If the queue is not specified, the query will be routed to the default queue.
To specify the queue in the GSQL shell, you can use the -queue
option, e.g.
RUN QUERY -queue AdHoc q1()
or you can use the HTTP header Workload-Queue
:
curl -X POST -u tigergraph:tigergraph \ -H "Workload-Queue: AdHoc" \ <hostname>:14240/restpp/query/ldbc_snb/q1"
If the given queue is not granted to the current user, the query will be rejected with the error code REST-14000
and return HTTP 422 Unprocessable Entity
.
For example, if the user tigergraph
who does not belong to the group g3
or holds the role r2
tries to run a query on the queue AdHoc
, the query will be rejected.
If the queue is full of capacity, the query will be rejected. |
Monitoring
You can use the following API to check the status of the workload queues for monitoring purposes.
Check Running Queries
POST /restpp/workload-manager/queuestatus
Return the status of the given workload queue on each GPE instance.
Request Body
Field |
Description |
Data type |
---|---|---|
queuelist (optional) |
The list of the ID of the WorkloadQueue. If not specified, all queues will be shown. |
|
mode (optional) |
|
|
For mode
field, if stats
is specified, response only gives the numbers of queries waiting and running. If verbose
is specified, the response will include the the request Ids of the queries that are waiting and running.

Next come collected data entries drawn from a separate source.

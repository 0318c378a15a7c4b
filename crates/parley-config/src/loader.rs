// SPDX-FileCopyrightText: 2026 Parley Contributors
// SPDX-License-Identifier: MIT OR Apache-2.0

//! Configuration loader using Figment for layered config merging.
//!
//! Supports XDG hierarchy: `./parley.toml` > `~/.config/parley/parley.toml` > `/etc/parley/parley.toml`
//! with environment variable overrides via `PARLEY_` prefix.

#![allow(clippy::result_large_err)] // figment::Error is external and cannot be boxed without wrapper

use std::path::Path;

use figment::{
    Figment,
    providers::{Env, Format, Serialized, Toml},
};

use crate::model::ParleyConfig;

/// Load configuration from the standard XDG hierarchy with env var overrides.
///
/// Merge order (later overrides earlier):
/// 1. Compiled defaults
/// 2. `/etc/parley/parley.toml` (system-wide)
/// 3. `~/.config/parley/parley.toml` (user XDG config)
/// 4. `./parley.toml` (local directory)
/// 5. `PARLEY_*` environment variables
pub fn load_config() -> Result<ParleyConfig, figment::Error> {
    build_figment().extract()
}

/// Load configuration from a TOML string only (no XDG lookup, no env).
pub fn load_config_from_str(toml_content: &str) -> Result<ParleyConfig, figment::Error> {
    Figment::new()
        .merge(Serialized::defaults(ParleyConfig::default()))
        .merge(Toml::string(toml_content))
        .extract()
}

/// Load configuration from a specific file path with env var overrides.
pub fn load_config_from_path(path: &Path) -> Result<ParleyConfig, figment::Error> {
    Figment::new()
        .merge(Serialized::defaults(ParleyConfig::default()))
        .merge(Toml::file(path))
        .merge(env_provider())
        .extract()
}

/// Build the Figment used for config loading, before extraction.
pub fn build_figment() -> Figment {
    Figment::new()
        .merge(Serialized::defaults(ParleyConfig::default()))
        .merge(Toml::file("/etc/parley/parley.toml"))
        .merge(Toml::file(
            dirs::config_dir()
                .map(|d| d.join("parley/parley.toml"))
                .unwrap_or_default(),
        ))
        .merge(Toml::file("parley.toml"))
        .merge(env_provider())
}

/// Environment provider with explicit section mapping.
///
/// Uses `Env::map()` rather than `Env::split("_")`: `PARLEY_CHAT_USER_NAME`
/// must become `chat.user_name`, not `chat.user.name`.
pub(crate) fn env_provider() -> Env {
    Env::prefixed("PARLEY_").map(|key| {
        key.as_str()
            .replacen("chat_", "chat.", 1)
            .replacen("gateway_", "gateway.", 1)
            .into()
    })
}

#[cfg(test)]
mod tests {
    use super::*;

    #[test]
    fn env_overrides_map_to_sections() {
        figment::Jail::expect_with(|jail| {
            jail.set_env("PARLEY_CHAT_USER_NAME", "helper");
            jail.set_env("PARLEY_GATEWAY_PORT", "8080");
            jail.set_env("PARLEY_CHAT_LOCK_TTL_MS", "1000");
            let config: ParleyConfig = Figment::new()
                .merge(Serialized::defaults(ParleyConfig::default()))
                .merge(env_provider())
                .extract()?;
            assert_eq!(config.chat.user_name, "helper");
            assert_eq!(config.chat.lock_ttl_ms, 1000);
            assert_eq!(config.gateway.port, 8080);
            Ok(())
        });
    }

    #[test]
    fn local_file_overrides_defaults() {
        figment::Jail::expect_with(|jail| {
            jail.create_file("parley.toml", "[chat]\nuser_name = \"local\"\n")?;
            let config = load_config_from_path(Path::new("parley.toml"))?;
            assert_eq!(config.chat.user_name, "local");
            assert_eq!(config.gateway.port, 3000);
            Ok(())
        });
    }
}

If Request Body is not provided, response is generated as if both fields are using the default values.
Example Request
curl -X POST -u tigergraph:tigergraph \
<hostname>:<nginx-port>/restpp/workload-manager/queuestatus \
-d '{"queuelist": ["AdHoc"], "mode": "verbose"}'
Example Response
{
"version": {
"edition": "enterprise",
"api": "v2",
"schema": 0
},
"error": false,
"message": "Completes",
"WorkloadQueueStatusByInstances": [
{
"version": {
"edition": "enterprise",
"api": "v2",
"schema": 0
},
"error": false,
"message": "",
"results": {
"GPE_2_1": [
{
"WorkloadQueueName": "AdHoc",
"maxConcurrentQueries": 1,
"maxDelayQueueSize": 2,
"runningQueries": [
"196702.RESTPP_1_1.1707799387957.N"
],
"delayQueries": [
"65630.RESTPP_1_1.1707799387958.N"
]
}
]
}
},
{
"version": {
"edition": "enterprise",
"api": "v2",
"schema": 0
},
"error": false,
"message": "",
"results": {
"GPE_1_1": [
{
"WorkloadQueueName": "AdHoc",
"maxConcurrentQueries": 1,
"maxDelayQueueSize": 2,
"runningQueries": [
"94.RESTPP_1_1.1707799387957.N"
],
"delayQueries": [
"131167.RESTPP_1_1.1707799387959.N"
]
}
]
}
}
],
"code": "REST-0000"
}
Other Query Concurrency Control Methods
Limit the number of current built-in heavy queries
This configuration is deprecated as of TG 3.10.0 and will be removed in a future release. This is ignored once the workload queue feature is enabled. |
TigerGraph has a few built-in queries that are memory-intensive, here referred to as "heavy".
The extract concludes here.